At its core, Jamstack was a revolution. It took the best part of the first 25+ years of website development and combined them into a powerful pattern that is used widely today. It has created an explosion of ideas and innovations that have helped developers across the world build websites that are more performant, more secure, less expensive, easier to scale, and (most importantly) fun to build!
Instead of taking you on a theoretical journey and digging into the technical nuances of the Jamstack, we're going someplace else. We'll take a more tangible journey, as we step through the entire process of building a Jamstack website, from the little light bulb in your brain all the way to a physical website that real people can visit.
These are the stops we'll make along the way:
- Bring the design to life
- Find a developer
- Build the site (write the code)
- Review and test the site
- Deploy, edit, and repeat, repeat, repeat
- Or ... do it the Stackbit way!
Buckle up. Here we go!
The first stop on the Jamstack journey is design — the process of visually representing your ideas.
The way this typically works is that you provide some form of spec to a designer. The designer then takes that spec and turns it into one or more design files that show what should be built. That can include page layouts, individual components, or global patterns like colors, fonts, and typography.

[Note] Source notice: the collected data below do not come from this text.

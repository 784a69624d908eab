//! # Shared Types Crate
//!
//! This crate contains the network documents, their structural
//! classification, and the domain entities exchanged between subsystems.
//!
//! ## Design Principles
//!
//! - **Single Source of Truth**: All cross-subsystem types are defined here.
//! - **Classify Once**: A raw JSON document is classified exactly once, when it
//!   is parsed into a [`Document`]; downstream code matches on the variant.
//! - **Legacy Precedence**: Classification follows the fixed order
//!   Membership → Block → PeerAnnouncement so that ambiguous documents from
//!   older producers are routed the same way everywhere.

pub mod digest;
pub mod document;
pub mod endpoint;
pub mod entities;
pub mod errors;
pub mod merkle;

pub use document::{is_truthy, Document, DocumentKind};
pub use endpoint::{Endpoint, BASIC_MERKLED_API};
pub use entities::*;
pub use errors::*;
pub use merkle::MerkleSummary;

/// Document format version written into locally produced documents.
pub const DOCUMENT_VERSION: u32 = 1;
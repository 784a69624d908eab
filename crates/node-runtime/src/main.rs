//! # Trustmesh Node
//!
//! Entry point of a web-of-trust blockchain node.
//!
//! ## Startup Sequence
//!
//! 1. Load configuration (`TM_CONFIG` file, then `TM_*` overrides)
//! 2. Validate it; abort on the first missing requirement
//! 3. Derive the key pair (explicit pair, else password + salt)
//! 4. Wire services, inbox and propagation pipeline
//! 5. Announce the node's peer document, test peers, refresh the merkle index
//! 6. Synchronize blocks once
//! 7. Start block generation if `participate` is set
//!
//! Ctrl+C stops every task; the generation loop finishes its current cycle.

use std::sync::Arc;

use anyhow::{Context, Result};
use tracing::info;
use tracing_subscriber::{EnvFilter, FmtSubscriber};

use node_runtime::{MemoryServiceFactory, NodeConfig, NodeRuntime};
use tm_01_peer_sync::HttpConnector;
use tm_02_block_propagation::HttpTransport;

/// Load configuration from the file named by `TM_CONFIG` (defaults
/// otherwise), then apply environment overrides.
fn load_config() -> Result<NodeConfig> {
    let mut config = match std::env::var("TM_CONFIG") {
        Ok(path) => {
            info!("Loading configuration from {path}");
            NodeConfig::from_file(&path).with_context(|| format!("Failed to load {path}"))?
        }
        Err(_) => NodeConfig::default(),
    };
    config.apply_env(|key| std::env::var(key).ok());
    Ok(config)
}

#[tokio::main]
async fn main() -> Result<()> {
    let subscriber = FmtSubscriber::builder()
        .with_env_filter(EnvFilter::try_from_default_env().unwrap_or_else(|_| EnvFilter::new("info")))
        .with_target(true)
        .with_thread_ids(true)
        .finish();
    tracing::subscriber::set_global_default(subscriber)?;

    let config = load_config()?;

    let connector = HttpConnector::new(config.sync.client.request_timeout())
        .context("Failed to build the sync HTTP client")?;
    let transport = HttpTransport::new(config.propagation.peer_timeout())
        .context("Failed to build the propagation HTTP client")?;

    let runtime = NodeRuntime::new(
        config,
        Arc::new(MemoryServiceFactory::new(Arc::new(connector))),
        Arc::new(transport),
    );
    runtime.start().await.context("Node startup failed")?;

    info!("Node is running. Press Ctrl+C to stop.");
    tokio::signal::ctrl_c().await?;

    runtime.shutdown().await;
    Ok(())
}
//! Adapters binding subsystem ports to the node services.

pub mod generation;
pub mod propagation;
pub mod sync;

pub use generation::{BroadcastPort, ForgePort};
pub use propagation::{DirectoryPort, NodeTransport};
pub use sync::{ChainPort, PeeringPort};
//! Adapters connecting the sync ports to real transports.

pub mod http;
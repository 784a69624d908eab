//! # Peer Sync Subsystem (tm-01)
//!
//! Keeps a node's peer list and block history aligned with the rest of the
//! network.
//!
//! ## Architecture Role
//!
//! ```text
//! [Lifecycle / Peering] ──sync_blocks / sync_peer_list──→ [PeerSyncService]
//!                                                               │
//!                                                               ↓ RemoteNode port
//!                                                 ┌─────────────┴─────────────┐
//!                                                 ↓                           ↓
//!                                          [HttpRemoteNode]            [SyncEndpoints]
//!                                           (other nodes)          (in-process, tests)
//! ```
//!
//! The read side a node exposes to others is [`SyncEndpoints`]: self peer,
//! peer-list merkle summary, block ranges and single blocks. Every read
//! consults a [`RequestLimiter`]; a declined read is a back-off signal
//! ([`SyncError::RateLimited`]), never a hard failure.
//!
//! Reads are idempotent and out-of-range block requests yield empty
//! results.

pub mod adapters;
pub mod config;
pub mod domain;
pub mod endpoints;
pub mod error;
pub mod ports;
pub mod service;

pub use adapters::http::{HttpConnector, HttpRemoteNode};
pub use config::{Backoff, SyncConfig};
pub use domain::limiter::{NoLimit, TokenBucketLimiter};
pub use endpoints::SyncEndpoints;
pub use error::SyncError;
pub use ports::{
    LeafEntry, LocalChain, LocalPeers, MerkleQuery, MerkleResponse, RemoteConnector, RemoteNode,
    RequestLimiter,
};
pub use service::{PeerListSync, PeerSyncService};

/// Log prefix of this subsystem.
pub(crate) const LOG_PREFIX: &str = "[tm-01]";
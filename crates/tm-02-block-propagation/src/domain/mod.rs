//! Domain logic of the propagation subsystem.

pub mod document;
pub mod router;
pub mod seen_cache;
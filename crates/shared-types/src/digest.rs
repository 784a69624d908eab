//! Content digests used for block hashes, merkle leaves and duplicate
//! suppression.

use serde::Serialize;
use sha2::{Digest, Sha256};

/// Uppercase hex SHA-256 of `bytes`.
#[must_use]
pub fn sha256_hex(bytes: &[u8]) -> String {
    hex::encode_upper(Sha256::digest(bytes))
}

/// Digest of the canonical JSON form of `value`.
///
/// Struct fields serialize in declaration order and `serde_json` maps are
/// sorted, so equal documents always produce equal digests.
#[must_use]
pub fn document_digest<T: Serialize + ?Sized>(value: &T) -> String {
    match serde_json::to_vec(value) {
        Ok(bytes) => sha256_hex(&bytes),
        // Serializing plain data structs cannot fail; keep a stable fallback.
        Err(_) => sha256_hex(&[]),
    }
}
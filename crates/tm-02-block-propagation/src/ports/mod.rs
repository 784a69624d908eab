//! Outbound ports (SPI) for the propagation subsystem.

use async_trait::async_trait;
use shared_types::Peer;

use crate::domain::document::OutboundDocument;
use crate::error::PropagationError;

/// Source of the peers a document may be forwarded to.
#[async_trait]
pub trait PeerDirectory: Send + Sync {
    async fn known_peers(&self) -> Vec<Peer>;

    /// Public key of the local node, never a forwarding target.
    fn local_pubkey(&self) -> Option<String>;
}

/// Chooses which of the known peers receive a document.
pub trait FanoutPolicy: Send + Sync {
    fn select(
        &self,
        document: &OutboundDocument,
        candidates: Vec<Peer>,
        local_pubkey: Option<&str>,
    ) -> Vec<Peer>;
}

/// Delivers one document to one peer.
#[async_trait]
pub trait PeerTransport: Send + Sync {
    async fn deliver(&self, peer: &Peer, document: &OutboundDocument)
        -> Result<(), PropagationError>;

    /// Whether `peer` designates this very node. Local deliveries are still
    /// performed when the node is isolated from the network.
    fn is_local(&self, _peer: &Peer) -> bool {
        false
    }
}
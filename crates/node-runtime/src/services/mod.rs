//! # Backing Services
//!
//! The services documents are submitted to. The runtime only ever sees them
//! as trait objects collected in a [`ServiceGateway`], built once by a
//! [`ServiceFactory`].
//!
//! ```text
//! IdentityService ──→ BlockchainService ──→ Storage
//! PeeringService  ──→ BlockchainService, Storage, SignatureProvider
//! TransactionsService ──→ Storage
//! ```

use std::sync::Arc;

use async_trait::async_trait;
use serde::{Deserialize, Serialize};
use serde_json::Value;
use shared_types::{Block, MerkleSummary, Membership, Peer, PeerStatus};
use thiserror::Error;
use tm_01_peer_sync::{LocalPeers, SyncError};

use crate::container::NodeConfig;
use crate::keys::{KeyError, SignatureProvider};

#[derive(Debug, Error, Clone, PartialEq, Eq)]
pub enum ServiceError {
    /// The document was refused by the service.
    #[error("{0}")]
    Rejected(String),

    #[error("Already known: {0}")]
    AlreadyKnown(String),

    #[error("Signing failed: {0}")]
    Signing(#[from] KeyError),

    #[error("Sync failed: {0}")]
    Sync(String),

    #[error("Storage failure: {0}")]
    Storage(String),
}

impl From<SyncError> for ServiceError {
    fn from(e: SyncError) -> Self {
        ServiceError::Sync(e.to_string())
    }
}

impl From<ServiceError> for SyncError {
    fn from(e: ServiceError) -> Self {
        SyncError::Rejected(e.to_string())
    }
}

/// Figures computed in the background after blocks are accepted.
#[derive(Debug, Clone, Default, PartialEq, Eq, Serialize, Deserialize)]
pub struct ChainStats {
    pub blocks: u64,
    pub members: u64,
    pub pending_memberships: u64,
    /// Head block number at computation time.
    pub head: Option<u64>,
}

// =============================================================================
// SERVICES
// =============================================================================

#[async_trait]
pub trait BlockchainService: Send + Sync {
    async fn submit_membership(&self, membership: Membership) -> Result<Membership, ServiceError>;

    /// Accept a block. With `check`, the block must extend the current head.
    async fn submit_block(&self, block: Block, check: bool) -> Result<Block, ServiceError>;

    /// Try to produce the next block. `None` when there is nothing to do.
    async fn start_generation(&self) -> Result<Option<Block>, ServiceError>;

    async fn current(&self) -> Result<Option<Block>, ServiceError>;

    async fn blocks(&self, count: u64, from: u64) -> Result<Vec<Block>, ServiceError>;

    async fn block(&self, number: u64) -> Result<Option<Block>, ServiceError>;

    async fn is_member(&self, pubkey: &str) -> Result<bool, ServiceError>;

    /// Ask for a statistics computation. Never blocks, never fails.
    fn add_stat_computing(&self);

    /// Resolves when a statistics computation has been asked for.
    async fn stat_requested(&self);

    async fn compute_stats(&self) -> Result<ChainStats, ServiceError>;
}

#[async_trait]
pub trait IdentityService: Send + Sync {
    async fn submit_identity(&self, identity: Value) -> Result<Value, ServiceError>;

    async fn is_member(&self, pubkey: &str) -> Result<bool, ServiceError>;
}

/// Peer registry. The sync client talks to it through [`LocalPeers`].
#[async_trait]
pub trait PeeringService: LocalPeers + Send + Sync {
    /// Base58 public key of this node.
    fn pubkey(&self) -> String;

    async fn submit(&self, peer: Peer) -> Result<Peer, ServiceError>;

    /// Build and sign this node's current peer document.
    async fn regular_peer_signal(&self) -> Result<Peer, ServiceError>;

    /// Ping every known peer and record whether it answered.
    async fn test_peers(&self) -> Result<(), ServiceError>;

    /// One sync round against reachable peers. Returns blocks applied.
    async fn regular_sync_block(&self) -> Result<u64, ServiceError>;

    async fn known_peers(&self) -> Result<Vec<Peer>, ServiceError>;
}

#[async_trait]
pub trait TransactionsService: Send + Sync {
    async fn process_tx(&self, transaction: Value) -> Result<Value, ServiceError>;
}

#[async_trait]
pub trait Storage: Send + Sync {
    async fn save_peer(&self, peer: Peer) -> Result<(), ServiceError>;
    async fn peers(&self) -> Result<Vec<Peer>, ServiceError>;
    async fn peer(&self, pubkey: &str) -> Result<Option<Peer>, ServiceError>;
    async fn set_peer_status(&self, pubkey: &str, status: PeerStatus) -> Result<(), ServiceError>;

    /// Recompute the peer-list merkle index.
    async fn update_merkle_for_peers(&self) -> Result<MerkleSummary, ServiceError>;
    /// Last computed peer-list merkle index, leaves included.
    async fn peers_merkle(&self) -> Result<MerkleSummary, ServiceError>;
    async fn peer_by_leaf(&self, leaf: &str) -> Result<Option<Peer>, ServiceError>;

    async fn save_block(&self, block: Block) -> Result<(), ServiceError>;
    async fn current_block(&self) -> Result<Option<Block>, ServiceError>;
    async fn blocks(&self, count: u64, from: u64) -> Result<Vec<Block>, ServiceError>;
    async fn block(&self, number: u64) -> Result<Option<Block>, ServiceError>;

    async fn save_membership(&self, membership: Membership) -> Result<bool, ServiceError>;
    async fn pending_memberships(&self) -> Result<Vec<Membership>, ServiceError>;
    async fn remove_memberships(&self, accepted: &[Membership]) -> Result<(), ServiceError>;

    async fn save_identity(&self, identity: Value) -> Result<bool, ServiceError>;
    async fn save_transaction(&self, transaction: Value) -> Result<bool, ServiceError>;
    async fn pending_transactions(&self) -> Result<Vec<Value>, ServiceError>;
    async fn remove_transactions(&self, accepted: &[Value]) -> Result<(), ServiceError>;
}

/// Every service of a node, as shared trait objects.
#[derive(Clone)]
pub struct ServiceGateway {
    pub identity: Arc<dyn IdentityService>,
    pub peering: Arc<dyn PeeringService>,
    pub blockchain: Arc<dyn BlockchainService>,
    pub transactions: Arc<dyn TransactionsService>,
    pub storage: Arc<dyn Storage>,
}

/// Builds the services of a node once its signing capability exists.
pub trait ServiceFactory: Send + Sync {
    fn wire(
        &self,
        config: &NodeConfig,
        signer: Arc<dyn SignatureProvider>,
    ) -> Result<ServiceGateway, ServiceError>;
}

The “spec” you provide the designer should be more then, “I need a website.” Before you bring a designer into your project, consider spending time to gather the following:
- A list of pages on the site, along with the purpose of each page. Bonus points if you also include content, as you'll reduce the variability of the design when it is transformed into code.
- Brand assets or other visual specifications you have — logos, colors, typography, etc.
- A list of websites that you really like and why you like them. The designer will want you to be happy, and the more you can tell them what you like, the higher the chance that they will deliver on your vision.
- A list of competitors. Even if the designer doesn't use inspiration from your competitors' sites, it's nice for them to know where the competition stands and what it'll take to be noticed in the crowd.
The designer may ask you for more information, but this is a good start to get the conversation rolling.
If you have a designer already working with you, that's a bonus! If not, the cost and abilities of designers vary widely. You could use a service like Fiverr and have a decent-sized website designed for a few hundred dollars (USD). Or you could hire a fancy agency and spend tens of thousands of dollars.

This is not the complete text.